Les révélations des « Bahamas Leaks » soulignent à nouveau l’urgence de la situation. Elles offrent néanmoins l’opportunité – pour peu que les décideurs européens aient la volonté de s’en saisir – de marquer les inflexions nécessaires dans deux domaines qui préoccupent particulièrement les citoyens européens.
Le premier concerne les règles en matière d’éthique et de conflits d’intérêts au sein de la Commission. Son président, Jean-Claude Juncker, serait en effet bien avisé de procéder rapidement à leur renforcement. Cela implique de réformer le code de conduite pour les Commissaires en procédant notamment à un examen beaucoup plus strict de leurs déclarations d’intérêts. En outre, Mr Juncker devrait sans tarder instituer une enquête sur les allégations concernant Neelie Kroes.
La deuxième source de préoccupation citoyenne concerne la lutte contre l’évasion fiscale.
Dans ce domaine, l’exemple à suivre – en terme de volontarisme politique – est indiscutablement Margrethe Vestager, l’actuelle Commissaire européenne à la concurrence. Depuis le début de son mandat, cette dernière fait preuve d’une réelle détermination à priver les États membres des armes redoutables (les fameux « rulings » fiscaux) dont ils abusent dans la guerre fiscale qu’ils se livrent actuellement. Elle constitue en ce sens l’antithèse d’une prédécesseure à la concurrence… Neelie Kroes. Pas étonnant d’ailleurs que cette dernière ait qualifié récemment la décision de Mme Vestager sur le ruling Apple d’ « injuste ».

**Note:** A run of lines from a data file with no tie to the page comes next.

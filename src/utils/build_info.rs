use std::fmt;

/// Facts about the running binary, captured by `build.rs`.
#[derive(Debug, Clone, Copy)]
pub struct BuildInfo {
    pub version: &'static str,
    pub commit: &'static str,
    pub tree: &'static str,
    pub built_at: &'static str,
    pub target: &'static str,
    pub profile: &'static str,
    pub compiler: &'static str,
}

macro_rules! build_env {
    ($key:literal) => {
        match option_env!(concat!("DAYBOOK_BUILD_", $key)) {
            Some(value) => value,
            None => "unknown",
        }
    };
}

pub const CURRENT: BuildInfo = BuildInfo {
    version: env!("CARGO_PKG_VERSION"),
    commit: build_env!("HASH"),
    tree: build_env!("STATUS"),
    built_at: build_env!("TIMESTAMP"),
    target: build_env!("TARGET"),
    profile: build_env!("PROFILE"),
    compiler: build_env!("RUSTC"),
};

impl fmt::Display for BuildInfo {
    fn fmt(&self, f: &mut fmt::Formatter<'_>) -> fmt::Result {
        writeln!(f, "daybook {}", self.version)?;
        writeln!(f, "commit   {} ({})", self.commit, self.tree)?;
        writeln!(f, "target   {} [{}]", self.target, self.profile)?;
        writeln!(f, "built    {}", self.built_at)?;
        write!(f, "compiler {}", self.compiler)
    }
}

Son action – qui se circonscrit à l’application du droit communautaire des aides d’État – n’est malheureusement pas complétée par l’adoption de législations européennes suffisamment ambitieuses pour supprimer les échappatoires fiscaux et assurer la transparence. La faute essentiellement aux États-Membres qui – pays du Benelux en tête – n’hésitent pas à freiner au maximum toute possibilité d’avancée dans ce domaine.
Dans l’immédiat, il serait pourtant vital de mettre en place un registre public des bénéficiaires réels des sociétés et des trusts. Une telle mesure serait d’autant plus nécessaire que les nouveaux documents dévoilés hier soir ne révèlent que rarement l’identité réelle des actionnaires et des bénéficiaires effectifs de ces sociétés. Ceux-ci sont en effet souvent différents des administrateurs qui figurent dans le registre du commerce, qui peuvent être utilisés comme simples prête-noms.
Dans le même ordre d’idée, il est plus que temps d’obliger les entreprises multinationales à rendre publics leurs profits pays par pays, afin de s’assurer que les impôts soient payés là où les bénéfices sont générés.
Si nos décideurs européens venaient cependant à préférer le statu quo à la transparence dans ces deux domaines, le projet européen continuerait inexorablement sa lente agonie.